I never thought I’d say this, but Facebook is technically correct. They actually are shaping and manipulating your experiences on the site all the time. Facebook’s very design encourages sharing positive emotions more than negative ones, and its mysterious algorithms pick and choose who gets to see what content. But it’s not just Facebook. Any and every platform on the Web that uses algorithms is also manipulating what you see on their sites (a more generous term might be “automagically curating”), and most platforms aren’t transparent about what they’re doing or how they’re doing it. The truth is that you’ve been a lab rat for at least as long as you’ve used online media. You just didn’t notice before.
But does the mere fact that such practices are commonplace make them right? And to what standards should we hold people who do research on social media? Should research subjects really have fewer rights simply because a corporation has a profit motive?
In truth there’s nothing particularly remarkable about the emotional contagion study, other than the fact a couple of academics were involved and someone decided to call the study “science” by publishing it in the journal PNAS (Proceedings of the National Academy of Sciences). Yet, we haven’t always given corporate research free rein, especially when it comes to covert manipulation.
By academic research standards, however, the emotional contagion study falls short.

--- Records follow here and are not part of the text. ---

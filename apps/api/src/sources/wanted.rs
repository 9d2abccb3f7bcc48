//! Wanted adapter — JSON API client (`/api/v4/jobs`).

use async_trait::async_trait;
use reqwest::Client;
use serde::Deserialize;
use tracing::debug;

use super::{crawl_timestamp, http_client, id_suffix, JobSource, SourceError, DESKTOP_UA};
use crate::models::{ExperienceTier, JobPosting};

const BASE_URL: &str = "https://www.wanted.co.kr";
const API_URL: &str = "https://www.wanted.co.kr/api/v4/jobs";

#[derive(Debug, Deserialize)]
struct WantedResponse {
    #[serde(default)]
    data: Vec<WantedJob>,
}

#[derive(Debug, Deserialize)]
struct WantedJob {
    id: Option<i64>,
    position: Option<String>,
    company: Option<WantedCompany>,
    address: Option<WantedAddress>,
    annual_from: Option<i32>,
    annual_to: Option<i32>,
    reward: Option<WantedReward>,
    due_time: Option<String>,
}

#[derive(Debug, Deserialize)]
struct WantedCompany {
    name: Option<String>,
}

#[derive(Debug, Deserialize)]
struct WantedAddress {
    full_location: Option<String>,
    location: Option<String>,
}

#[derive(Debug, Deserialize)]
struct WantedReward {
    formatted_total: Option<String>,
}

pub struct Wanted {
    client: Client,
}

impl Wanted {
    pub fn new() -> Self {
        Self {
            client: http_client(DESKTOP_UA),
        }
    }
}

impl Default for Wanted {
    fn default() -> Self {
        Self::new()
    }
}

#[async_trait]
impl JobSource for Wanted {
    fn name(&self) -> &'static str {
        "wanted"
    }

    async fn fetch(
        &self,
        _keyword: &str,
        tier: Option<ExperienceTier>,
    ) -> Result<Vec<JobPosting>, SourceError> {
        // years: -1 all, 0 newcomers, 1+ experienced
        let years = match tier {
            Some(ExperienceTier::Junior) => "0",
            Some(ExperienceTier::Experienced) => "1",
            None => "-1",
        };
        let query = [
            ("country", "kr"),
            ("job_sort", "job.latest_order"),
            ("locations", "all"),
            ("limit", "20"),
            ("years", years),
        ];

        let response = self
            .client
            .get(API_URL)
            .query(&query)
            .header("Accept", "application/json")
            .header("Accept-Language", "ko-KR,ko;q=0.9")
            .header("Referer", "https://www.wanted.co.kr/")
            .send()
            .await?;

        if !response.status().is_success() {
            return Err(SourceError::Status(response.status()));
        }

        let body: WantedResponse = response.json().await?;
        let jobs = map_jobs(body);
        debug!("wanted: {} jobs", jobs.len());
        Ok(jobs)
    }
}

fn map_jobs(body: WantedResponse) -> Vec<JobPosting> {
    body.data
        .into_iter()
        .filter_map(|item| {
            let job_id = item.id?;
            let title = item.position.filter(|t| !t.is_empty())?;
            let company = item.company.and_then(|c| c.name).filter(|c| !c.is_empty())?;

            let location = item
                .address
                .and_then(|a| a.full_location.or(a.location))
                .unwrap_or_else(|| "미정".to_string());
            let salary = item
                .reward
                .and_then(|r| r.formatted_total)
                .map(|total| format!("추천보상금 {total}"))
                .unwrap_or_default();

            Some(JobPosting {
                id: format!("wanted_{job_id}_{}", id_suffix()),
                summary: title.clone(),
                title,
                company,
                location,
                experience_level: format_experience(item.annual_from, item.annual_to),
                education: "학력무관".to_string(),
                // Skills only appear on the detail page the adapter never visits.
                skills: Vec::new(),
                salary,
                deadline: item.due_time.unwrap_or_else(|| "상시채용".to_string()),
                url: format!("{BASE_URL}/wd/{job_id}"),
                source: "wanted".to_string(),
                created_at: crawl_timestamp(),
            })
        })
        .collect()
}

fn format_experience(from: Option<i32>, to: Option<i32>) -> String {
    match (from, to) {
        (None, _) => "경력무관".to_string(),
        (Some(0), None | Some(0)) => "신입".to_string(),
        (Some(0), Some(to)) => format!("신입~{to}년"),
        (Some(from), Some(to)) => format!("경력 {from}~{to}년"),
        (Some(from), None) => format!("경력 {from}년 이상"),
    }
}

Facebook failed to get informed consent from participants in the study, and some have argued it risked pushing emotionally vulnerable users over the edge by making them more sad without debriefing them after the fact. Academic research on human subjects usually has to be approved by the host institution’s institutional review board (IRB), a group of people from various disciplines who evaluate research proposals before studies take place. This is to ensure the safety of the people who participate in the studies, and most prestigious scientific journals will only publish papers about studies that were IRB approved.
It looks now as though the emotional contagion study may not have been evaluated by an IRB. PNAS has said it decided to trust whatever IRB had initially approved the study, but Cornell’s IRB says it ruled the study exempt from its oversight because, while the two Cornell researchers helped to design the experiment and to analyze the results, they were not directly involved in collecting any data. This means all ethical oversight for the experiment goes back to Facebook, which is rather like leaving the proverbial fox to guard the henhouse.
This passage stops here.